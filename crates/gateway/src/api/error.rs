//! Maps domain errors onto the HTTP `{success, error}` envelope fixed by
//! spec §7 ("HTTP responses carry a boolean success flag and an `error`
//! string").

use axum::http::StatusCode;
use axum::response::{IntoResponse, Response};
use axum::Json;
use serde_json::json;

pub enum ApiError {
    BadRequest(String),
    NotFound(String),
    Conflict(String),
    Internal(String),
}

impl ApiError {
    pub fn not_found(message: impl Into<String>) -> Self {
        Self::NotFound(message.into())
    }

    pub fn conflict(message: impl Into<String>) -> Self {
        Self::Conflict(message.into())
    }
}

impl From<discuss_domain::error::Error> for ApiError {
    fn from(err: discuss_domain::error::Error) -> Self {
        match err {
            discuss_domain::error::Error::Validation(msg) => Self::BadRequest(msg),
            other => {
                tracing::error!(error = %other, "internal error handling request");
                Self::Internal(other.to_string())
            }
        }
    }
}

impl IntoResponse for ApiError {
    fn into_response(self) -> Response {
        let (status, message) = match self {
            Self::BadRequest(m) => (StatusCode::BAD_REQUEST, m),
            Self::NotFound(m) => (StatusCode::NOT_FOUND, m),
            Self::Conflict(m) => (StatusCode::CONFLICT, m),
            Self::Internal(m) => (StatusCode::INTERNAL_SERVER_ERROR, m),
        };
        (status, Json(json!({ "success": false, "error": message }))).into_response()
    }
}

Task details: Restate the material above word for word, leaving nothing out.

Result of this task:
filename crates/gateway/src/api/error.rs
//! Maps domain errors onto the HTTP `{success, error}` envelope fixed by
//! spec §7 ("HTTP responses carry a boolean success flag and an `error`
//! string").

use axum::http::StatusCode;
use axum::response::{IntoResponse, Response};
use axum::Json;
use serde_json::json;

pub enum ApiError {
    BadRequest(String),
    NotFound(String),
    Conflict(String),
    Internal(String),
}

impl ApiError {
    pub fn not_found(message: impl Into<String>) -> Self {
        Self::NotFound(message.into())
    }

    pub fn conflict(message: impl Into<String>) -> Self {
        Self::Conflict(message.into())
    }
}

impl From<discuss_domain::error::Error> for ApiError {
    fn from(err: discuss_domain::error::Error) -> Self {
        match err {
            discuss_domain::error::Error::Validation(msg) => Self::BadRequest(msg),
            other => {
                tracing::error!(error = %other, "internal error handling request");
                Self::Internal(other.to_string())
            }
        }
    }
}

impl IntoResponse for ApiError {
    fn into_response(self) -> Response {
        let (status, message) = match self {
            Self::BadRequest(m) => (StatusCode::BAD_REQUEST, m),
            Self::NotFound(m) => (StatusCode::NOT_FOUND, m),
            Self::Conflict(m) => (StatusCode::CONFLICT, m),
            Self::Internal(m) => (StatusCode::INTERNAL_SERVER_ERROR, m),
        };
        (status, Json(json!({ "success": false, "error": message }))).into_response()
    }
}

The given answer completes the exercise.